(Saved entries)

· · · ·

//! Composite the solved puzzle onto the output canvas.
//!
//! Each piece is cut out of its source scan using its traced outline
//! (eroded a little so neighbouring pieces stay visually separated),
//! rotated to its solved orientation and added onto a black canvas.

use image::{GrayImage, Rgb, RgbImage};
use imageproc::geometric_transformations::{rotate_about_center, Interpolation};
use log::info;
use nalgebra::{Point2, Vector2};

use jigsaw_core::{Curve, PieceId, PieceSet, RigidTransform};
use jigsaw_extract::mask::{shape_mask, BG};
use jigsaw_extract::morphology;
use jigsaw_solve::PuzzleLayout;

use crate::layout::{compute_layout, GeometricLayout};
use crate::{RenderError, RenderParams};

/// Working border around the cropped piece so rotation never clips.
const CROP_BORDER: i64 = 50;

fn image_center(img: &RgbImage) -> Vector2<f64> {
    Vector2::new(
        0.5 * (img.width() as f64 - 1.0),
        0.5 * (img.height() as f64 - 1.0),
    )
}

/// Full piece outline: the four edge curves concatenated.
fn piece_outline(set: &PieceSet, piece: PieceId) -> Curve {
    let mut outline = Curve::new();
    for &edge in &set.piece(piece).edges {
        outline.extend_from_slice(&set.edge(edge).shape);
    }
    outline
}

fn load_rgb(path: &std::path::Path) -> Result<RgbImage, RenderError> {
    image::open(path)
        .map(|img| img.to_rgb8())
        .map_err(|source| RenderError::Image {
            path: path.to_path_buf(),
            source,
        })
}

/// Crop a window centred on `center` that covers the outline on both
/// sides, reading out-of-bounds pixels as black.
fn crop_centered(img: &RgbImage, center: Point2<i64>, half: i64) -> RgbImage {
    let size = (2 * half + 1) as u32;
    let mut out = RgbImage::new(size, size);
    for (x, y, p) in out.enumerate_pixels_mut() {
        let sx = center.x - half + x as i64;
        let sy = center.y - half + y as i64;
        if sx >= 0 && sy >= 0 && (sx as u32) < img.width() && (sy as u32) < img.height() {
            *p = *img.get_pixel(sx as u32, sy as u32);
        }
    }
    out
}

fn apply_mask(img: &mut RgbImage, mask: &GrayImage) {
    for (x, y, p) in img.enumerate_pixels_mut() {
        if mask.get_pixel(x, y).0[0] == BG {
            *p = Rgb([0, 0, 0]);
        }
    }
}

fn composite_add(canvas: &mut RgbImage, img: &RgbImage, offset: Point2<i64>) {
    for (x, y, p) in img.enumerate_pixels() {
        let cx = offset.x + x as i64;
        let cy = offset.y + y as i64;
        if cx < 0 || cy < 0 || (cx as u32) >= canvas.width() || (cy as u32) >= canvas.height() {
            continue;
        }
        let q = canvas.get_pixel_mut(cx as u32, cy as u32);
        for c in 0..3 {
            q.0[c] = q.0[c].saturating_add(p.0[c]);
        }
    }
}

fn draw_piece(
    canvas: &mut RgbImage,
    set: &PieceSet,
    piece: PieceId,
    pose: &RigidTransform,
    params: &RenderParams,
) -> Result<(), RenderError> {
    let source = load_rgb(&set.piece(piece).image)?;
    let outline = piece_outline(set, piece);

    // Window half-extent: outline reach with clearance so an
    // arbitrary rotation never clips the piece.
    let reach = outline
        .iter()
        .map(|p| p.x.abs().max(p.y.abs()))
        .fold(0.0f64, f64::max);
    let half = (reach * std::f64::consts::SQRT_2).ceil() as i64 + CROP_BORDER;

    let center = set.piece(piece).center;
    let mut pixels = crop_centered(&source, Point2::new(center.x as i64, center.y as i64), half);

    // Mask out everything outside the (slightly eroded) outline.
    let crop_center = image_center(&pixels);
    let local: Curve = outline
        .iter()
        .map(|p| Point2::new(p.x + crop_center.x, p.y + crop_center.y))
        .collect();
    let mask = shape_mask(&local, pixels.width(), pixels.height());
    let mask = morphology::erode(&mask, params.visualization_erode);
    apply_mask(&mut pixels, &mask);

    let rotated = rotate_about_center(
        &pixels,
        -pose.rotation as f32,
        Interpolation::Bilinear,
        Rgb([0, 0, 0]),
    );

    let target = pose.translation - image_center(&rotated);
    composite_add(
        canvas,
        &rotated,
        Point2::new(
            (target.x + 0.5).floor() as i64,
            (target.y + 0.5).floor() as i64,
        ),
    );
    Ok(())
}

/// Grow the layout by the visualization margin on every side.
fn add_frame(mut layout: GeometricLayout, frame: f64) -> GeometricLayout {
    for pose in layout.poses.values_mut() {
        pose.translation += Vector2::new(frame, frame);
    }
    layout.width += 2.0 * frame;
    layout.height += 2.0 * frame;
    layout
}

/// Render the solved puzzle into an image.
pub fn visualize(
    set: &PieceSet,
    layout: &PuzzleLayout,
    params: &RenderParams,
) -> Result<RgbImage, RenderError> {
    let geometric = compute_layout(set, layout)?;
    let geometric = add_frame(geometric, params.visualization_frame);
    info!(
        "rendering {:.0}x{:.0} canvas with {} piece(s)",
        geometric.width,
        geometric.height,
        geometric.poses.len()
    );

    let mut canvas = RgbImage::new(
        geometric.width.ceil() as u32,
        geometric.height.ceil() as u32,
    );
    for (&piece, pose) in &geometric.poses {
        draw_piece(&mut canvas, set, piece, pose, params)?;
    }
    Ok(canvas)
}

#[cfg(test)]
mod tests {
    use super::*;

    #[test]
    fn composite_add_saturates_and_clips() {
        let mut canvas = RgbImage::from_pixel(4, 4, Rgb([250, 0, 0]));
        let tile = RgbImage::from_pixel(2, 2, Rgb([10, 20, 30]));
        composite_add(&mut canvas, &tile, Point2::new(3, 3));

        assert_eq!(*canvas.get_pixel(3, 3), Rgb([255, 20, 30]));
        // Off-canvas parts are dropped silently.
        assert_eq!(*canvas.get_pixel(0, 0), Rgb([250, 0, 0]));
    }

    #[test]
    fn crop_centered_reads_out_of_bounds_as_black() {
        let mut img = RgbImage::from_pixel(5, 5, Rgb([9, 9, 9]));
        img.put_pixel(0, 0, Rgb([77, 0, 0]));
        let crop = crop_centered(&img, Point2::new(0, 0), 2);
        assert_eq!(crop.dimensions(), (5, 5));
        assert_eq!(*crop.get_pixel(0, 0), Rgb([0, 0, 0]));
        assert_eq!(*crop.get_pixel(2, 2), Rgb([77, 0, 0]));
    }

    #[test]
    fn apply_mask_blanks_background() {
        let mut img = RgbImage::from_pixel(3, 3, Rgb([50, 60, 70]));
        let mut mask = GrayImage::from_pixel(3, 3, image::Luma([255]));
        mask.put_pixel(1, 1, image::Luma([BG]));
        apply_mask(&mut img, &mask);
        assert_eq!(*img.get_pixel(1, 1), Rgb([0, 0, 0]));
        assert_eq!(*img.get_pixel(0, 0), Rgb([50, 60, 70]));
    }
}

· · · ·

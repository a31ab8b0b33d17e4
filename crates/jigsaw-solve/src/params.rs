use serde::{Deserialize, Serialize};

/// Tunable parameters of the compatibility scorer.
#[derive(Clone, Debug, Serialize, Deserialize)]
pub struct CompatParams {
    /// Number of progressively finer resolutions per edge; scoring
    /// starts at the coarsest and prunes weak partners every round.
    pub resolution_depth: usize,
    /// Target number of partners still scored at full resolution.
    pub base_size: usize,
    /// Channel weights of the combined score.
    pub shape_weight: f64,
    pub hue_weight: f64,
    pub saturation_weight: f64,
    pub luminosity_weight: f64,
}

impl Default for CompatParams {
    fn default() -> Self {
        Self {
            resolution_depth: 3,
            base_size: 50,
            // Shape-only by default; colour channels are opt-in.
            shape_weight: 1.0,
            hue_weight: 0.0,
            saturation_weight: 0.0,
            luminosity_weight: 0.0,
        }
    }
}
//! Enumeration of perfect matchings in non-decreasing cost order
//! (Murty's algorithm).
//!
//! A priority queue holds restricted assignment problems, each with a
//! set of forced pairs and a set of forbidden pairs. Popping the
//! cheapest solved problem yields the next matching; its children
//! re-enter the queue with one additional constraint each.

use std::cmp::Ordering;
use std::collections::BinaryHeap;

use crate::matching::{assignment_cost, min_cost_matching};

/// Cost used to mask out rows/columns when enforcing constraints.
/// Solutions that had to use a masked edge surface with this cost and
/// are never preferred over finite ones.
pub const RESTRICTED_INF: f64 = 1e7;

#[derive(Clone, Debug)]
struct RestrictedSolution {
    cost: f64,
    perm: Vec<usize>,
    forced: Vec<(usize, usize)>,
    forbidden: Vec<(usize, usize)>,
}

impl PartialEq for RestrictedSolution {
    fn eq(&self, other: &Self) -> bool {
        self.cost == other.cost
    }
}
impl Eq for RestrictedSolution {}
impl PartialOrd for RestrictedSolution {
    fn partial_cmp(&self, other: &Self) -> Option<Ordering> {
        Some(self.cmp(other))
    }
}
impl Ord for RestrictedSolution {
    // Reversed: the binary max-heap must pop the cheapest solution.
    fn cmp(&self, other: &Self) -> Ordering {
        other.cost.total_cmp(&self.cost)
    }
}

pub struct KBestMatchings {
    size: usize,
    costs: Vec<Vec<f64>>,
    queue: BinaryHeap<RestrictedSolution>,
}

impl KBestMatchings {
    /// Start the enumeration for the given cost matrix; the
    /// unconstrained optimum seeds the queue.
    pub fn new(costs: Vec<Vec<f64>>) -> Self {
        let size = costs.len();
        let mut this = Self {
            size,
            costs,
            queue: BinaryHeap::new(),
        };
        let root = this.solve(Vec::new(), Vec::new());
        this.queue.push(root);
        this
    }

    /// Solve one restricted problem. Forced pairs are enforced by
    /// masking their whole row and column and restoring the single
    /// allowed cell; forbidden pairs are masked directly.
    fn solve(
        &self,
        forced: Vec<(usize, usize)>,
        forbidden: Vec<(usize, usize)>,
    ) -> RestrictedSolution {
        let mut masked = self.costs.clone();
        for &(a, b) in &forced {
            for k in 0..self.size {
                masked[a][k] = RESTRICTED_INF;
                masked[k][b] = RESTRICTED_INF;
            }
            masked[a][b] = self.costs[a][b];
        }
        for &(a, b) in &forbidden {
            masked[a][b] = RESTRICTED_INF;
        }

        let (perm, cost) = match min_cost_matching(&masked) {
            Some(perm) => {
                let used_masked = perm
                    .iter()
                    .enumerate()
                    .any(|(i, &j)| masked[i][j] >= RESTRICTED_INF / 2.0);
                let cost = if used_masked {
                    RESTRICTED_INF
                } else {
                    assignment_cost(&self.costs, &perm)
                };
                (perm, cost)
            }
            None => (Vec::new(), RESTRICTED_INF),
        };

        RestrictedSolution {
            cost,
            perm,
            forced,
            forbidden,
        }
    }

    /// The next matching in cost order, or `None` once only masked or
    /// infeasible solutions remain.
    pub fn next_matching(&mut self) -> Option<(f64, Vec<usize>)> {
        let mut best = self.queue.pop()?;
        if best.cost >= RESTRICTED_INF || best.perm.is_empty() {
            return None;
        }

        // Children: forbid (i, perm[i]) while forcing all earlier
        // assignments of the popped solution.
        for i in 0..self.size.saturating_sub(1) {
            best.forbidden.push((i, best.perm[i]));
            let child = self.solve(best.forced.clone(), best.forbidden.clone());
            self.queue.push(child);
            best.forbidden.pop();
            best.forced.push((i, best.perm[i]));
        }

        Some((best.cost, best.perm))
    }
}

· · · ·

Each line containing the word "forbidden" needs to be copied from the data above.

//! set of forced pairs and a set of forbidden pairs. Popping the
    forbidden: Vec<(usize, usize)>,
    /// allowed cell; forbidden pairs are masked directly.
        forbidden: Vec<(usize, usize)>,
        for &(a, b) in &forbidden {
            forbidden,
            best.forbidden.push((i, best.perm[i]));
            let child = self.solve(best.forced.clone(), best.forbidden.clone());
            best.forbidden.pop();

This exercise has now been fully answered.